I have a directory on a CIFS share that has 20,000 files, 250 folder totaling 1.9TB of disk space. 

These files are weekly backup copies of data files.  They compress insanely well if zipped (95% according to WinZip) b/c they have a lot of whitespace in them.  So I assume they dedupe extremely well too.

When I look at the properties for this group of folders, it says it's taking up 1.9TB of space.  Is the a non-dedupe representation of how much space these files are taking up?

If I zip the files up, will I gain back some storage capacity or will I lose available space because the new zip files won't dedupe as well as the existing data files that are already deduped?

Re: Dedupe or Zip

Thats a non-dedupe representation of the space used by the files.  Based on what you are saying, it depends on how many weeks of backup copies you keep.  If the files never changed, and they dedupe perfectly, it would take 20 weeks to break even with a 95% compression rate give or take some dedupe yield if the files happen to have identical aligned 4k blocks within them.

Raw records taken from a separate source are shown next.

//! Dialogue-to-podcast pipeline
//!
//! Raw two-speaker dialogue is parsed into attributed lines, each line is
//! normalized and synthesized with its speaker's voice, and the clips are
//! joined with fixed pauses into a single exported audio file.

#![allow(clippy::must_use_candidate, clippy::missing_errors_doc)]

mod error;
mod generator;
mod markers;
mod normalizer;
mod output;
mod parser;
mod request;
mod response;

pub use error::{GenerationError, ParseError, ValidationError};
pub use generator::{EXPORT_FORMAT, LINE_PAUSE, PodcastGenerator};
pub use markers::SpeechMarkers;
pub use normalizer::TextNormalizer;
pub use output::{output_filename, sanitize_title};
pub use parser::{DialogueParser, SpeakerLine};
pub use request::{MAX_TITLE_CHARS, MIN_DIALOGUE_CHARS, PodcastRequest};
pub use response::{AudioArtifact, PodcastError, PodcastResponse};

Have you considered enabling compression on that volume? If the files compress that well, compression+dedupe may be the winning combination.  Then think about making snapshot copies instead of backup copies.

Re: Dedupe or Zip

Each folder is a different copy of the datasets.  So I have 247 copies of these files.  After spot checking some older folders and comparing them to more recent folders, the datasets are steadily growing in size week after week.  I don't know what's in them. 

Can you tell me what the 1.9TB disk usage number represents?  Is that the non-deduped equivalent amount of disk space these files take up or the actual deduped amount of disk space used?  Either way, this one location that holds these 247 versions of 77 files is taking up 17% of my storage on this volume.

What would enabling compression do to the performance for file access to this CIFS volume?  This is the most heavily used volume amongst our 300 employees.  The daily data churn when I look at the nightly snapvault snapshots is anywhere from 30GB to 180GB.

Re: Dedupe or Zip

Dedupe doesn't change the size of the files.  That number should represent the size of the files, regardless of dedupe.  Space savings from dedupe appears at the volume level.

Enabling compression has two predictable effects.  The CPU load on your controllers will increase, and the disk utilization will decrease.  By how much either way is an "it depends" conversation. Its usually transparent to the end user unless the controllers are overloaded.  As the storage admin, thats a judgement call only you can make.

Since these are backup copies, why not put them in a separate volume?  You could test the storage efficiency from enabling dedupe and compression without impacting your production nas volume.

Re: Dedupe or Zip

I like that idea of giving him another volume with compression and dedupe enabled.  I'll give it a shot when I return from vacation.